La AI raggiunge grandi complessità. Prive di profondità. Al deep learning, per la AI, io sostituirei il termine wide learning. Il titolo del concept della Biennale del maggiordomo robotico sarà “ Farewell to research” e questo potrebbe far sperare in una provocazione critica. Ma non è detto. “Addio alla ricerca” potrebbe essere la mimesi consapevole di ciò che nell’arte e in altri campi sta avvenendo da tempo, con il beneplacito passivo dei suoi attori. La sistematica banalizzazione a oggetto di consumo, prodromo di una sostanziale neutralizzazione del suo potere destabilizzante e di stimolo alla riflessione. “ Farewell to research” forse, è solo la constatazione dello stato di fatto.
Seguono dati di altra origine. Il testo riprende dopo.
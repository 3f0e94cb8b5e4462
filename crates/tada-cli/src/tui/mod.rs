//! tada TUI
//!
//! Terminal user interface for tada - an interactive todo list.
//!
//! ## Layout
//!
//! Single-list layout:
//! - Top: todo list, newest first, completion state shown per item
//! - Bottom: derived counts bar, then a key-hint / compose-input line
//!
//! ## Navigation
//!
//! - j/k or ↑/↓: Move selection up/down
//! - gg / G: Jump to first / last item
//! - q: Quit
//!
//! ## Commands
//!
//! - a or i: Compose a new todo (Enter submits, Esc cancels)
//! - Space or Enter: Toggle completion of the selected item
//! - d: Delete the selected item
//! - ?: Help overlay

mod app;
mod ui;

use std::fs::File;
use std::io::stdout;
use std::sync::Arc;
use std::time::Duration;

use anyhow::Result;
use crossterm::{
    event::{self, Event, KeyCode, KeyEventKind, KeyModifiers},
    terminal::{disable_raw_mode, enable_raw_mode, EnterAlternateScreen, LeaveAlternateScreen},
    ExecutableCommand,
};
use ratatui::prelude::*;
use tracing::info;
use tracing_subscriber::EnvFilter;

use tada_core::{Config, TodoStore};

use app::{App, InputMode};

/// Run the TUI application
pub fn run(config: Config) -> Result<()> {
    // Initialize TUI logging (file-based, only if TADA_LOG is set)
    init_tui_logging(&config);

    let mut store = TodoStore::open_with_config(config)?;

    // Setup terminal
    enable_raw_mode()?;
    stdout().execute(EnterAlternateScreen)?;
    let mut terminal = Terminal::new(CrosstermBackend::new(stdout()))?;

    let mut app = App::new(&store);

    let result = run_app(&mut terminal, &mut app, &mut store);

    // Restore terminal
    disable_raw_mode()?;
    stdout().execute(LeaveAlternateScreen)?;

    result
}

fn run_app<B: Backend>(
    terminal: &mut Terminal<B>,
    app: &mut App,
    store: &mut TodoStore,
) -> Result<()> {
    loop {
        // Check for status message timeout
        app.check_status_timeout();

        // Draw UI
        terminal.draw(|frame| ui::draw(frame, app))?;

        // Poll with a short timeout so status messages dismiss without input
        if event::poll(Duration::from_millis(50))? {
            if let Event::Key(key) = event::read()? {
                // Only handle key press events (not release)
                if key.kind != KeyEventKind::Press {
                    continue;
                }

                // If help is showing, any key dismisses it
                if app.show_help {
                    app.show_help = false;
                    continue;
                }

                match app.input_mode {
                    InputMode::Normal => handle_normal_mode(app, store, key.code, key.modifiers),
                    InputMode::Insert => handle_insert_mode(app, store, key.code, key.modifiers),
                }
            }
        }

        if app.should_quit {
            break;
        }
    }

    Ok(())
}

/// Handle key events in normal mode
fn handle_normal_mode(app: &mut App, store: &mut TodoStore, code: KeyCode, modifiers: KeyModifiers) {
    // Clear pending 'g' if timeout expired (500ms)
    if let Some(time) = app.pending_g {
        if time.elapsed() > Duration::from_millis(500) {
            app.pending_g = None;
        }
    }

    match code {
        // Quit
        KeyCode::Char('q') => {
            app.should_quit = true;
        }
        KeyCode::Char('c') if modifiers.contains(KeyModifiers::CONTROL) => {
            app.should_quit = true;
        }

        // Navigation
        KeyCode::Char('k') | KeyCode::Up => {
            app.status_message = None;
            app.move_up();
        }
        KeyCode::Char('j') | KeyCode::Down => {
            app.status_message = None;
            app.move_down();
        }

        // Compose a new todo
        KeyCode::Char('a') | KeyCode::Char('i') => {
            app.enter_insert_mode();
        }

        // Toggle completion
        KeyCode::Char(' ') | KeyCode::Enter => {
            if let Err(e) = app.toggle_selected(store) {
                app.set_status(format!("Failed to toggle: {}", e));
            }
        }

        // Delete
        KeyCode::Char('d') => {
            if let Err(e) = app.delete_selected(store) {
                app.set_status(format!("Failed to delete: {}", e));
            }
        }

        // Help
        KeyCode::Char('?') => {
            app.toggle_help();
        }

        // Vim navigation: G (go to last)
        KeyCode::Char('G') => {
            app.pending_g = None;
            app.move_to_last();
        }

        // Vim navigation: g (start of gg sequence)
        KeyCode::Char('g') => {
            if app.pending_g.is_some() {
                // Second 'g' - complete the gg sequence
                app.pending_g = None;
                app.move_to_first();
            } else {
                // First 'g' - start the sequence
                app.pending_g = Some(std::time::Instant::now());
            }
        }

        _ => {
            // Any other key clears pending 'g'
            app.pending_g = None;
        }
    }
}

/// Handle key events while composing a new todo
fn handle_insert_mode(app: &mut App, store: &mut TodoStore, code: KeyCode, modifiers: KeyModifiers) {
    match code {
        // Cancel
        KeyCode::Esc => {
            app.exit_insert_mode();
        }
        KeyCode::Char('c') if modifiers.contains(KeyModifiers::CONTROL) => {
            app.exit_insert_mode();
        }

        // Submit
        KeyCode::Enter => {
            if let Err(e) = app.submit_input(store) {
                app.set_status(format!("Failed to add: {}", e));
            }
        }

        // Text input
        KeyCode::Char(c) => {
            app.insert_char(c);
        }
        KeyCode::Backspace => {
            app.delete_char();
        }
        KeyCode::Left => {
            app.cursor_left();
        }
        KeyCode::Right => {
            app.cursor_right();
        }

        _ => {}
    }
}

/// Initialize logging for TUI mode
///
/// Only initializes if TADA_LOG environment variable is set.
/// Logs to file (config.log_file or default {data_dir}/debug.log).
fn init_tui_logging(config: &Config) {
    // Only log if TADA_LOG is set
    let Ok(log_level) = std::env::var("TADA_LOG") else {
        return;
    };

    // Determine log file path
    let log_path = config
        .log_file
        .clone()
        .unwrap_or_else(|| config.data_dir.join("debug.log"));

    // Create log file
    let log_file = match File::create(&log_path) {
        Ok(f) => f,
        Err(e) => {
            eprintln!("Warning: Could not create log file {:?}: {}", log_path, e);
            return;
        }
    };

    let env_filter = EnvFilter::new(format!("tada_core={},tada_cli={}", log_level, log_level));

    // Initialize file-based logging (ignore error if already initialized)
    let _ = tracing_subscriber::fmt()
        .with_env_filter(env_filter)
        .with_target(false)
        .with_ansi(false)
        .with_writer(Arc::new(log_file))
        .try_init();

    info!("TUI logging initialized to {:?}", log_path);
}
Se la scelta di Jarvis come curatore è una boutade provocatoria per stimolare una ulteriore riflessione, sarà un altro tema su cui elaborare valanghe di elucubrazioni senza seguito. Se invece è volontà di fare sistema con un approccio insensato come la curatorialità affidata al software, allora sarà necessario che chi pone al centro l’uomo, si dia da fare. Senza rifiutare la tecnologia, ma evitando di coltivare distopie assurde come la AI al potere. Perché in questo caso non si apre al mondo fantasioso di replicanti superiori e autonomi, di per sé inesistente. Si stende invece il tappeto rosso a nuove oligarchie che in quella AI hanno un maggiordomo silente, acquiescente, fondamentalmente stupido proprio come Jarvis.